JavaRDD<String> lines = sc.textFile("hdfs://log.txt");JavaRDD<String> words = lines.flatMap(line -> Arrays.asList(line.split(" ")));JavaPairRDD<String, Integer> counts = words.mapToPair(w -> new Tuple2<String, Integer>(w, 1)) .reduceByKey((x, y) -> x + y);counts.saveAsTextFile("hdfs://counts.txt");

val ssc = new StreamingContext(args(0), "NetworkHashCount", Seconds(10), System.getenv("SPARK_HOME"), Seq(System.getenv("SPARK_EXAMPLES_JAR")))

val lines = ssc.socketTextStream("localhost", 9999)val words = lines.flatMap(_.split(" ")).filter(_.startsWith("#"))val wordCounts = words.map(x => (x, 1)).reduceByKey(_ + _)wordCounts.print()ssc.start()

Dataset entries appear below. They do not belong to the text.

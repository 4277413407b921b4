//! User preferences applied to a parsed listing: filtering and sorting.

use std::cmp::Ordering;

use serde::Deserialize;
use serde::Serialize;

use crate::model::FileSystemObject;

#[derive(Debug, Clone, Copy, PartialEq, Eq, Default, Serialize, Deserialize)]
#[serde(rename_all = "kebab-case")]
pub enum SortMode {
    #[default]
    NameAsc,
    NameDesc,
    DateAsc,
    DateDesc,
    SizeAsc,
    SizeDesc,
}

#[derive(Debug, Clone, PartialEq, Eq, Serialize, Deserialize)]
#[serde(default)]
pub struct ListingPreferences {
    pub sort_mode: SortMode,
    pub show_dirs_first: bool,
    pub show_hidden: bool,
    pub show_system: bool,
    pub show_symlinks: bool,
    pub case_sensitive: bool,
}

impl Default for ListingPreferences {
    fn default() -> Self {
        Self {
            sort_mode: SortMode::NameAsc,
            show_dirs_first: true,
            show_hidden: true,
            show_system: true,
            show_symlinks: true,
            case_sensitive: false,
        }
    }
}

/// Filters and sorts `files`. The parent directory marker is never filtered
/// and always comes first.
pub fn apply_user_preferences(
    files: Vec<FileSystemObject>,
    prefs: &ListingPreferences,
) -> Vec<FileSystemObject> {
    let (mut markers, mut entries): (Vec<_>, Vec<_>) = files
        .into_iter()
        .partition(|fso| matches!(fso, FileSystemObject::ParentDirectory(_)));
    entries.retain(|fso| {
        (prefs.show_hidden || !fso.is_hidden())
            && (prefs.show_system || !fso.is_system_file())
            && (prefs.show_symlinks || !matches!(fso, FileSystemObject::Symlink(_)))
    });
    entries.sort_by(|a, b| compare(a, b, prefs));
    markers.truncate(1);
    markers.extend(entries);
    markers
}

fn compare(a: &FileSystemObject, b: &FileSystemObject, prefs: &ListingPreferences) -> Ordering {
    if prefs.show_dirs_first {
        match (a.is_directory(), b.is_directory()) {
            (true, false) => return Ordering::Less,
            (false, true) => return Ordering::Greater,
            _ => {}
        }
    }
    let by_name = || {
        if prefs.case_sensitive {
            a.name().cmp(b.name())
        } else {
            a.name()
                .to_lowercase()
                .cmp(&b.name().to_lowercase())
                .then_with(|| a.name().cmp(b.name()))
        }
    };
    let modified = |fso: &FileSystemObject| fso.attributes().map(|attrs| attrs.last_modified);
    let size = |fso: &FileSystemObject| fso.attributes().map_or(0, |attrs| attrs.size);
    match prefs.sort_mode {
        SortMode::NameAsc => by_name(),
        SortMode::NameDesc => by_name().reverse(),
        SortMode::DateAsc => modified(a).cmp(&modified(b)).then_with(by_name),
        SortMode::DateDesc => modified(b).cmp(&modified(a)).then_with(by_name),
        SortMode::SizeAsc => size(a).cmp(&size(b)).then_with(by_name),
        SortMode::SizeDesc => size(b).cmp(&size(a)).then_with(by_name),
    }
}
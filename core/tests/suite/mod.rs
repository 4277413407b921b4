// Integration tests run against real `/bin/sh` consoles.
mod console;
mod programs;
mod relaunch;
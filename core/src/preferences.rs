//! The preference store collaborator. Persistence is the embedder's
//! business; the engine only reads and corrects values through this trait.

use std::sync::PoisonError;
use std::sync::RwLock;
use std::sync::atomic::AtomicBool;
use std::sync::atomic::Ordering;

use crate::config::EngineConfig;
use crate::listing::ListingPreferences;

pub trait PreferenceStore: Send + Sync {
    /// Whether the user asked for a privileged console.
    fn superuser_mode(&self) -> bool;

    /// Called by the engine when the stored value turned out to be wrong.
    fn set_superuser_mode(&self, enabled: bool);

    fn show_traces(&self) -> bool;

    /// Without advanced mode only non-privileged consoles are used.
    fn advanced_mode(&self) -> bool;

    fn listing(&self) -> ListingPreferences {
        ListingPreferences::default()
    }
}

#[derive(Debug, Default)]
pub struct InMemoryPreferences {
    superuser_mode: AtomicBool,
    show_traces: AtomicBool,
    advanced_mode: AtomicBool,
    listing: RwLock<ListingPreferences>,
}

impl InMemoryPreferences {
    pub fn from_config(config: &EngineConfig) -> Self {
        Self {
            superuser_mode: AtomicBool::new(config.superuser_mode),
            show_traces: AtomicBool::new(config.trace),
            advanced_mode: AtomicBool::new(config.advanced_mode),
            listing: RwLock::new(ListingPreferences::default()),
        }
    }

    pub fn set_show_traces(&self, enabled: bool) {
        self.show_traces.store(enabled, Ordering::SeqCst);
    }

    pub fn set_advanced_mode(&self, enabled: bool) {
        self.advanced_mode.store(enabled, Ordering::SeqCst);
    }

    pub fn set_listing(&self, listing: ListingPreferences) {
        *self.listing.write().unwrap_or_else(PoisonError::into_inner) = listing;
    }
}

impl PreferenceStore for InMemoryPreferences {
    fn superuser_mode(&self) -> bool {
        self.superuser_mode.load(Ordering::SeqCst)
    }

    fn set_superuser_mode(&self, enabled: bool) {
        self.superuser_mode.store(enabled, Ordering::SeqCst);
    }

    fn show_traces(&self) -> bool {
        self.show_traces.load(Ordering::SeqCst)
    }

    fn advanced_mode(&self) -> bool {
        self.advanced_mode.load(Ordering::SeqCst)
    }

    fn listing(&self) -> ListingPreferences {
        self.listing
            .read()
            .unwrap_or_else(PoisonError::into_inner)
            .clone()
    }
}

val file = sc.textFile("hdfs://.../pagecounts-*.gz")val counts = file.flatMap(line => line.split(" ")) .map(word => (word, 1)) .reduceByKey(_ + _)counts.saveAsTextFile("hdfs://.../word-count")

Real Time Stream Process

Caching Interactive Algorithms

val points = sc.textFile("...").map(parsePoint).cache()var w = Vector.random(D) //current separating planefor (i <- 1 to ITERATIONS) { val gradient = points.map(p => (1 / (1 + exp(-p.y*(w dot p.x))) - 1) * p.y * p.x ).reduce(_ + _) w -= gradient } println("Final separating plane: " + w)

New Security Integration

• Complete Integration with Haddop/YARN Security Model– Authenticate Job Submissions– Securely transfer HDFS credentials– Authenticate communication between component

• Other deployments supported val conf = new SparkConfconf.set("spark.authenticate", "true")conf.set("spark.authenticate.secret", "good")

And Lots More

• Apache Spark Website• Databricks – making big data easy

– Introduction to Apache Spark• Jul 28 – Austin, TX - More Info & Registration• Aug 25 – Chicago, IL - More Info & Registration

10 Things About Spark

Software

Things to Talk About When Talking About Thingscollablab.northwestern.edu/CollabolabDistro/nucmc/...Things to Talk About When Talking About Things Steve Whittaker AT&T Labs–Research

Things about art

How Spark Enables the Internet of Things- Paula Ta-Shma

10 Things Everyone Should Know About the Universehuterer/EPO/tenthings.pdf · What about exotic things not found? You shouldn’t worry about ... 10 Things Everyone Should Know About

Data processing in Apache Spark•Next week`s lecture is about higher level Spark –Scripting and Prototyping in Spark •Spark SQL •DataFrames –Spark Streaming Pelle Jakovits

Simple things about internet of things

All about Spark Plugs - jenniskens.livedsl.nljenniskens.livedsl.nl/Technical/Tips/Files/Beru spark plugs.pdf · Compact spark plugs for the particularly confined spaces on power saws

The Blossoming Internet of Things Zach Supalla-Spark

THINGS ABOUT MOUSE

Important Facts About Spark Erosion En

Apache Hadoop & Spark What is it - Ifremer · Spark Overview J. Allemandou Generalities Hadoop Spark Demo Parallel computing Things to consider when doing parallel computing: Partitioning

23 Things about Capitalism

Talend Spark Meetupfiles.meetup.com/14077672/Talend Spark Meetup updated.pdf4 Talend Real-time Big Data The first data integration platform on Spark Internet of Things Delivers an

Ncku csie talk about Spark

Running Apache Spark Applications - Cloudera · about spark-submit, see the Apache Spark document "Submitting Applications". Alternately, you can use Livy to submit and manage Spark

More about Spark

28 things about economics

BERU Technical information brochure - All about spark plugs

5 things one must know about spark!

All Things Open 2015 - Spark & Storm: When & Where?